Transcribe the data exactly, stopping after the "after every frame." line.
##### DATASET ENTRIES
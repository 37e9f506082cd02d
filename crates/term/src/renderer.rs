//! TerminalRenderer: flushes a framebuffer to a real terminal.
//!
//! Frames are diffed against the previous one and only changed runs are
//! written. The guess caret is drawn with the terminal's own cursor, so it
//! is placed after every frame.

use std::io::{self, Write};

use anyhow::Result;

use crossterm::{
    cursor,
    style::{
        Attribute, Color, Print, ResetColor, SetAttribute, SetBackgroundColor, SetForegroundColor,
    },
    terminal, QueueableCommand,
};

use crate::fb::{CellStyle, FrameBuffer, Rgb};

pub struct TerminalRenderer {
    stdout: io::Stdout,
    last: FrameBuffer,
    /// Previous frame is not on screen (first draw, resize, invalidate).
    stale: bool,
    buf: Vec<u8>,
}

impl Default for TerminalRenderer {
    fn default() -> Self {
        Self::new()
    }
}

impl TerminalRenderer {
    pub fn new() -> Self {
        Self {
            stdout: io::stdout(),
            last: FrameBuffer::new(0, 0),
            stale: true,
            buf: Vec::with_capacity(64 * 1024),
        }
    }

    pub fn enter(&mut self) -> Result<()> {
        terminal::enable_raw_mode()?;
        self.buf.clear();
        self.buf.queue(terminal::EnterAlternateScreen)?;
        self.buf.queue(cursor::Hide)?;
        self.buf.queue(terminal::DisableLineWrap)?;
        self.flush_buf()?;
        self.stale = true;
        Ok(())
    }

    pub fn exit(&mut self) -> Result<()> {
        self.buf.clear();
        self.buf.queue(ResetColor)?;
        self.buf.queue(SetAttribute(Attribute::Reset))?;
        self.buf.queue(terminal::EnableLineWrap)?;
        self.buf.queue(cursor::Show)?;
        self.buf.queue(terminal::LeaveAlternateScreen)?;
        self.flush_buf()?;
        terminal::disable_raw_mode()?;
        Ok(())
    }

    /// Force the next draw to be a full redraw (terminal resize).
    pub fn invalidate(&mut self) {
        self.stale = true;
    }

    /// Draw a framebuffer, swapping it into internal state.
    ///
    /// Callers keep one `FrameBuffer` and pass it in every frame; after the
    /// swap it holds the previous frame and is cleared by the next render.
    /// `caret` shows the terminal cursor at that cell, `None` hides it.
    pub fn draw_swap(&mut self, fb: &mut FrameBuffer, caret: Option<(u16, u16)>) -> Result<()> {
        let needs_full =
            self.stale || self.last.width() != fb.width() || self.last.height() != fb.height();

        self.buf.clear();
        if needs_full {
            encode_full_into(fb, &mut self.buf)?;
        } else {
            encode_diff_into(&self.last, fb, &mut self.buf)?;
        }
        encode_caret_into(caret, &mut self.buf)?;
        self.flush_buf()?;

        std::mem::swap(&mut self.last, fb);
        self.stale = false;
        Ok(())
    }

    fn flush_buf(&mut self) -> Result<()> {
        self.stdout.write_all(&self.buf)?;
        self.stdout.flush()?;
        Ok(())
    }
}

/// Encode a full-frame redraw into `out`.
pub fn encode_full_into(fb: &FrameBuffer, out: &mut Vec<u8>) -> Result<()> {
    out.queue(terminal::Clear(terminal::ClearType::All))?;
    out.queue(cursor::MoveTo(0, 0))?;

    let mut current_style: Option<CellStyle> = None;
    for y in 0..fb.height() {
        for x in 0..fb.width() {
            let cell = fb.get(x, y).unwrap_or_default();
            if current_style != Some(cell.style) {
                apply_style_into(out, cell.style)?;
                current_style = Some(cell.style);
            }
            out.queue(Print(cell.ch))?;
        }
        if y + 1 < fb.height() {
            out.queue(Print("\r\n"))?;
        }
    }

    out.queue(ResetColor)?;
    out.queue(SetAttribute(Attribute::Reset))?;
    Ok(())
}

/// Encode only the changed runs between two equally sized frames.
pub fn encode_diff_into(prev: &FrameBuffer, next: &FrameBuffer, out: &mut Vec<u8>) -> Result<()> {
    let mut current_style: Option<CellStyle> = None;

    for (x, y, len) in changed_runs(prev, next) {
        out.queue(cursor::MoveTo(x, y))?;
        for dx in 0..len {
            let cell = next.get(x + dx, y).unwrap_or_default();
            if current_style != Some(cell.style) {
                apply_style_into(out, cell.style)?;
                current_style = Some(cell.style);
            }
            out.queue(Print(cell.ch))?;
        }
    }

    out.queue(ResetColor)?;
    out.queue(SetAttribute(Attribute::Reset))?;
    Ok(())
}

fn encode_caret_into(caret: Option<(u16, u16)>, out: &mut Vec<u8>) -> Result<()> {
    match caret {
        Some((x, y)) => {
            out.queue(cursor::MoveTo(x, y))?;
            out.queue(cursor::Show)?;
        }
        None => {
            out.queue(cursor::Hide)?;
        }
    }
    Ok(())
}

fn apply_style_into(out: &mut Vec<u8>, style: CellStyle) -> Result<()> {
    out.queue(SetForegroundColor(rgb_to_color(style.fg)))?;
    out.queue(SetBackgroundColor(rgb_to_color(style.bg)))?;
    out.queue(SetAttribute(Attribute::Reset))?;
    if style.bold {
        out.queue(SetAttribute(Attribute::Bold))?;
    }
    if style.dim {
        out.queue(SetAttribute(Attribute::Dim))?;
    }
    Ok(())
}

fn rgb_to_color(rgb: Rgb) -> Color {
    Color::Rgb {
        r: rgb.r,
        g: rgb.g,
        b: rgb.b,
    }
}

/// `(x, y, len)` runs of cells that differ, row by row. A size mismatch
/// marks every row dirty.
fn changed_runs(prev: &FrameBuffer, next: &FrameBuffer) -> Vec<(u16, u16, u16)> {
    let w = next.width();
    let h = next.height();
    if prev.width() != w || prev.height() != h {
        return (0..h).map(|y| (0, y, w)).collect();
    }

    let mut runs = Vec::new();
    for y in 0..h {
        let mut x = 0;
        while x < w {
            if prev.get(x, y) == next.get(x, y) {
                x += 1;
                continue;
            }
            let start = x;
            while x < w && prev.get(x, y) != next.get(x, y) {
                x += 1;
            }
            runs.push((start, y, x - start));
        }
    }
    runs
}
##########
| SOLUTION TO THIS TASK |
repository 37e9f506082cd02d
filename crates/term/src/renderer.rs
//! TerminalRenderer: flushes a framebuffer to a real terminal.
//!
//! Frames are diffed against the previous one and only changed runs are
//! written. The guess caret is drawn with the terminal's own cursor, so it
//! is placed after every frame.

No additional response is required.